*** Opening Dataset records ***

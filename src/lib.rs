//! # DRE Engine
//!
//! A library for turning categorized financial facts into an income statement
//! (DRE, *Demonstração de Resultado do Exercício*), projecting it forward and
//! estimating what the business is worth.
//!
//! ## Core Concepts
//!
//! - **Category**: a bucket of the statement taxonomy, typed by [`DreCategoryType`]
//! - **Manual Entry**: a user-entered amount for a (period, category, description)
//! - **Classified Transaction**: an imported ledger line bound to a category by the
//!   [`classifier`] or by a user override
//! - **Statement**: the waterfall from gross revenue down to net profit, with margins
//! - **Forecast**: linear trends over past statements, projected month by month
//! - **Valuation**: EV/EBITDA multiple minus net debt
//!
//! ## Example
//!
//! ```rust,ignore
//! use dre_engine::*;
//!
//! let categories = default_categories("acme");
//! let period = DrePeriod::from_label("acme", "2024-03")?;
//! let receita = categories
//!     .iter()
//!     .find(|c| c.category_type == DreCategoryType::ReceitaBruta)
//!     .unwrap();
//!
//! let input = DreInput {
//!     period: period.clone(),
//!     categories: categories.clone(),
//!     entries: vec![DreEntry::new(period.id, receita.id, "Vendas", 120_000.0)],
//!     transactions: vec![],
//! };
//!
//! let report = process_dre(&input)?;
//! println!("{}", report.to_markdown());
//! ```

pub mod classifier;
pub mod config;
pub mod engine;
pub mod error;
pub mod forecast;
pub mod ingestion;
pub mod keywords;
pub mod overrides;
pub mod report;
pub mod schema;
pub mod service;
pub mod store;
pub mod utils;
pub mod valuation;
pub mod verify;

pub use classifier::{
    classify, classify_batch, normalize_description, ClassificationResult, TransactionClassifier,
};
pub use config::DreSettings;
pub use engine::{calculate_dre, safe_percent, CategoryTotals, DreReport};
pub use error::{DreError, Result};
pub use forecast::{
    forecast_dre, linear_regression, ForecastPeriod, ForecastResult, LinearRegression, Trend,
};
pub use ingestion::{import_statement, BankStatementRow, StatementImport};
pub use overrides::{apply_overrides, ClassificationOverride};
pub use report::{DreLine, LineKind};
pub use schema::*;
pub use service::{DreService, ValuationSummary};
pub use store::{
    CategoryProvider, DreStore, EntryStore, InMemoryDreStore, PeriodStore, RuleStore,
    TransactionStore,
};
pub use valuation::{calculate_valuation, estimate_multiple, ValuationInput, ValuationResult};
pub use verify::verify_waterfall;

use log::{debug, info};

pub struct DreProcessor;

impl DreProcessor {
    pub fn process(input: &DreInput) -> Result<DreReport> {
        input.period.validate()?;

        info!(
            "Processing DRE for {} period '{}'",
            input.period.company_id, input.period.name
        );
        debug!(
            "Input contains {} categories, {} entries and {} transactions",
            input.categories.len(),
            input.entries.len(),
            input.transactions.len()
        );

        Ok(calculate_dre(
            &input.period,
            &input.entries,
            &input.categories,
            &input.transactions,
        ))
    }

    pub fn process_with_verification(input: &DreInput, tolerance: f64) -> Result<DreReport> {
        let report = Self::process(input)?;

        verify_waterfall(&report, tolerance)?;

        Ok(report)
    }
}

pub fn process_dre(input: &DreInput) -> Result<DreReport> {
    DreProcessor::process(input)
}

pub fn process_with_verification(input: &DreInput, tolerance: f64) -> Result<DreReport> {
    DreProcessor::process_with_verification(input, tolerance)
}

*** Closing Dataset records ***

Aim of the task: Please reproduce the records exactly, without leaving any out.

The answer:
filename src/lib.rs
//! # DRE Engine
//!
//! A library for turning categorized financial facts into an income statement
//! (DRE, *Demonstração de Resultado do Exercício*), projecting it forward and
//! estimating what the business is worth.
//!
//! ## Core Concepts
//!
//! - **Category**: a bucket of the statement taxonomy, typed by [`DreCategoryType`]
//! - **Manual Entry**: a user-entered amount for a (period, category, description)
//! - **Classified Transaction**: an imported ledger line bound to a category by the
//!   [`classifier`] or by a user override
//! - **Statement**: the waterfall from gross revenue down to net profit, with margins
//! - **Forecast**: linear trends over past statements, projected month by month
//! - **Valuation**: EV/EBITDA multiple minus net debt
//!
//! ## Example
//!
//! ```rust,ignore
//! use dre_engine::*;
//!
//! let categories = default_categories("acme");
//! let period = DrePeriod::from_label("acme", "2024-03")?;
//! let receita = categories
//!     .iter()
//!     .find(|c| c.category_type == DreCategoryType::ReceitaBruta)
//!     .unwrap();
//!
//! let input = DreInput {
//!     period: period.clone(),
//!     categories: categories.clone(),
//!     entries: vec![DreEntry::new(period.id, receita.id, "Vendas", 120_000.0)],
//!     transactions: vec![],
//! };
//!
//! let report = process_dre(&input)?;
//! println!("{}", report.to_markdown());
//! ```

pub mod classifier;
pub mod config;
pub mod engine;
pub mod error;
pub mod forecast;
pub mod ingestion;
pub mod keywords;
pub mod overrides;
pub mod report;
pub mod schema;
pub mod service;
pub mod store;
pub mod utils;
pub mod valuation;
pub mod verify;

pub use classifier::{
    classify, classify_batch, normalize_description, ClassificationResult, TransactionClassifier,
};
pub use config::DreSettings;
pub use engine::{calculate_dre, safe_percent, CategoryTotals, DreReport};
pub use error::{DreError, Result};
pub use forecast::{
    forecast_dre, linear_regression, ForecastPeriod, ForecastResult, LinearRegression, Trend,
};
pub use ingestion::{import_statement, BankStatementRow, StatementImport};
pub use overrides::{apply_overrides, ClassificationOverride};
pub use report::{DreLine, LineKind};
pub use schema::*;
pub use service::{DreService, ValuationSummary};
pub use store::{
    CategoryProvider, DreStore, EntryStore, InMemoryDreStore, PeriodStore, RuleStore,
    TransactionStore,
};
pub use valuation::{calculate_valuation, estimate_multiple, ValuationInput, ValuationResult};
pub use verify::verify_waterfall;

use log::{debug, info};

pub struct DreProcessor;

impl DreProcessor {
    pub fn process(input: &DreInput) -> Result<DreReport> {
        input.period.validate()?;

        info!(
            "Processing DRE for {} period '{}'",
            input.period.company_id, input.period.name
        );
        debug!(
            "Input contains {} categories, {} entries and {} transactions",
            input.categories.len(),
            input.entries.len(),
            input.transactions.len()
        );

        Ok(calculate_dre(
            &input.period,
            &input.entries,
            &input.categories,
            &input.transactions,
        ))
    }

    pub fn process_with_verification(input: &DreInput, tolerance: f64) -> Result<DreReport> {
        let report = Self::process(input)?;

        verify_waterfall(&report, tolerance)?;

        Ok(report)
    }
}

pub fn process_dre(input: &DreInput) -> Result<DreReport> {
    DreProcessor::process(input)
}

pub fn process_with_verification(input: &DreInput, tolerance: f64) -> Result<DreReport> {
    DreProcessor::process_with_verification(input, tolerance)
}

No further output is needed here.